Optical monitoring is used in multilayer deposition, in order to improve optical thickness accuracy [17–5]. In principle, the propagation of thickness error during deposition can be stopped by properly terminating the current layer deposition. Various optical monitoring methods at a single wavelength are used, depending on the structure of the layers. The turning point method is commonly used to control the optical thickness of periodic quarterwave layers accurately, and results in a strong error compensation effect in the region of monitoring wavelength [6]. The level monitoring method can be applied to control the optical thickness of periodic nonquarterwave thin film structures [7, 8]. The error compensation effect is also shown in the region of monitoring wavelength. However, precoating is required to generate the specific level of reflectance or transmittance for layer deposition termination. For periodic nonquarterwave layers an optical monitoring method is reported recently, such that a layer is divided into two sublayers, and the thickness of the second sublayer after the turning point, is kept to compensate for the thickness error of the previous layer [9].

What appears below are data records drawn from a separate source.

/// Token types for lexing
#[derive(Debug, Clone, PartialEq)]
enum Token {
    Ident(String),
    Int(i64),
    Float(f64),
    String(String),
    Star,
    // Operators
    Eq, // ==
    Lt, // <
    Le, // <=
    Gt, // >
    Ge, // >=
    And,
    Between,
    In,
    LParen,
    RParen,
    Comma,
    Eof,
}

/// Lexer for tokenizing predicate strings
struct Lexer {
    input: Vec<char>,
    pos: usize,
}

impl Lexer {
    fn new(input: &str) -> Self {
        Lexer {
            input: input.chars().collect(),
            pos: 0,
        }
    }

    fn peek(&self) -> Option<char> {
        self.input.get(self.pos).copied()
    }

    fn advance(&mut self) -> Option<char> {
        let c = self.peek();
        self.pos += 1;
        c
    }

    fn skip_whitespace(&mut self) {
        while self.peek().is_some_and(char::is_whitespace) {
            self.advance();
        }
    }

    fn read_ident(&mut self) -> String {
        let mut ident = String::new();
        while let Some(c) = self.peek() {
            if c.is_alphanumeric() || c == '_' {
                ident.push(c);
                self.advance();
            } else {
                break;
            }
        }
        ident
    }

    fn read_number(&mut self, negative: bool) -> ParseResult<Token> {
        let mut num_str = String::from(if negative { "-" } else { "" });
        let mut is_float = false;

        while let Some(c) = self.peek() {
            if c.is_ascii_digit() {
                num_str.push(c);
                self.advance();
            } else if c == '.' && !is_float {
                is_float = true;
                num_str.push(c);
                self.advance();
            } else {
                break;
            }
        }

        if is_float {
            num_str
                .parse()
                .map(Token::Float)
                .map_err(|_| format!("Invalid number: {}", num_str))
        } else {
            num_str
                .parse()
                .map(Token::Int)
                .map_err(|_| format!("Invalid number: {}", num_str))
        }
    }

    fn read_string(&mut self, quote: char) -> ParseResult<Token> {
        self.advance(); // opening quote
        let mut s = String::new();

        while let Some(c) = self.advance() {
            if c == quote {
                return Ok(Token::String(s));
            } else if c == '\\' {
                if let Some(escaped) = self.advance() {
                    s.push(escaped);
                }
            } else {
                s.push(c);
            }
        }

        Err("Unterminated string".to_string())
    }

    fn next_token(&mut self) -> ParseResult<Token> {
        self.skip_whitespace();

        let Some(c) = self.peek() else {
            return Ok(Token::Eof);
        };

        match c {
            '(' => { self.advance(); Ok(Token::LParen) }
            ')' => { self.advance(); Ok(Token::RParen) }
            ',' => { self.advance(); Ok(Token::Comma) }
            '*' => { self.advance(); Ok(Token::Star) }
            '=' => {
                self.advance();
                if self.peek() == Some('=') {
                    self.advance();
                }
                Ok(Token::Eq)
            }
            '<' | '>' => {
                self.advance();
                let or_equal = self.peek() == Some('=');
                if or_equal {
                    self.advance();
                }
                Ok(match (c, or_equal) {
                    ('<', false) => Token::Lt,
                    ('<', true) => Token::Le,
                    (_, false) => Token::Gt,
                    (_, true) => Token::Ge,
                })
            }
            '\'' | '"' => self.read_string(c),
            '-' if self.input.get(self.pos + 1).is_some_and(|c| c.is_ascii_digit() || *c == '.') => {
                self.advance();
                self.read_number(true)
            }
            _ if c.is_ascii_digit() || c == '.' => self.read_number(false),
            _ if c.is_alphabetic() || c == '_' => {
                let ident = self.read_ident();
                match ident.to_uppercase().as_str() {
                    "AND" => Ok(Token::And),
                    "BETWEEN" => Ok(Token::Between),
                    "IN" => Ok(Token::In),
                    _ => Ok(Token::Ident(ident)),
                }
            }
            _ => Err(format!("Unexpected character: {}", c)),
        }
    }
}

In this study a band split filter consisting of 61 nonquarterwave and nonperiodic layers is designed. Therefore, a new optical monitoring method with an error compensation effect is required, in order to deposit such a complicated multilayer design. In this paper, an optical monitoring method is proposed, in order to control the optical thickness of nonquarterwave and nonperiodic layers at a single wavelength. The basic theory on the error compensation effect is derived using the optical admittance diagram. The stability of the proposed method is verified using computer simulation, and a band split filter consisting of nonquarterwave and nonperiodic layers is deposited using the proposed method.

2. Theory

Assuming that dielectric layers in an optical thin-film multilayer structure are isotropic and nonabsorbing, the optical thin-film growth process can be modeled using an admittance diagram, as presented in Fig. 1. Since admittance circles of layers and isoreflectance contours of the dielectric layers are centered on the real axis, the admittance of points at which the admittance circles intersect the real axis represents the optical monitoring signal at the turning points [10].

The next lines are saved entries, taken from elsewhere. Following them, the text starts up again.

/// Annexome - Cultural Heritage Dashboard Core
///
/// The filter-and-aggregate layer behind the Annexome dashboard: five fixed,
/// immutable datasets about Indian art forms and cultural tourism, a filter
/// engine over them, and a view builder that turns filtered rows into
/// chart-ready structures.
///
/// Data flows one way: `get_dataset` -> `apply_filters` -> `build_view`.

pub mod error;
pub mod column;
pub mod table;
pub mod view;
pub mod dataset;
pub mod predicate;
pub mod filter;
pub mod chart;

pub use error::{Error, Result};
pub use column::{Column, ColumnType, ColumnValue};
pub use table::{Field, Record, Schema, Table};
pub use view::{RowSet, SortKey, SortOrder};
pub use dataset::{dataset, get_dataset, fields, DatasetName, Registry, TourismMetric};
pub use predicate::{parse_predicates, BoundPredicate, Choice, CompareOp, Predicate};
pub use filter::{apply_filters, selection_options, FilterSelection, VisitorBand};
pub use chart::{
    build_view, BarPoint, EmptyResultNotice, GroupCount, PriorityRule, ScatterPoint, Summary,
    TopNOptions, ViewResult, ViewSpec, DEFAULT_TOP_N,
};

// HTTP server modules - only when server feature is enabled
#[cfg(feature = "server")]
pub mod messages;
#[cfg(feature = "server")]
pub mod server;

A compensation effect on thickness errors in multilayer thin-film deposition can also be analyzed in the admittance diagram. If the admittance locus of the first n_H layer starting from n_sub in Fig. 1 is altered by a thickness error, it may move along the path instead of representing the multilayer system without thickness error. In this case, the admittance locus of the first layer arrives at A₂, rather than A₁ due to overshoot thickness error. This affects the remainder admittance locus of the system and leads the second layer n_L to start from A₂ and pass through the turning point B₂. At B₂ the thickness error of the previous layer can be detected from the difference in the optical monitoring signal between turning points B₁ and B₂. Then the compensation of the error can be achieved by terminating the n_L layer deposition at C₂, located on the admittance locus of the third layer of n_H , because this enables the admittance locus of the third layer (n_H) to pass through the turning point D₂ as the design predicts.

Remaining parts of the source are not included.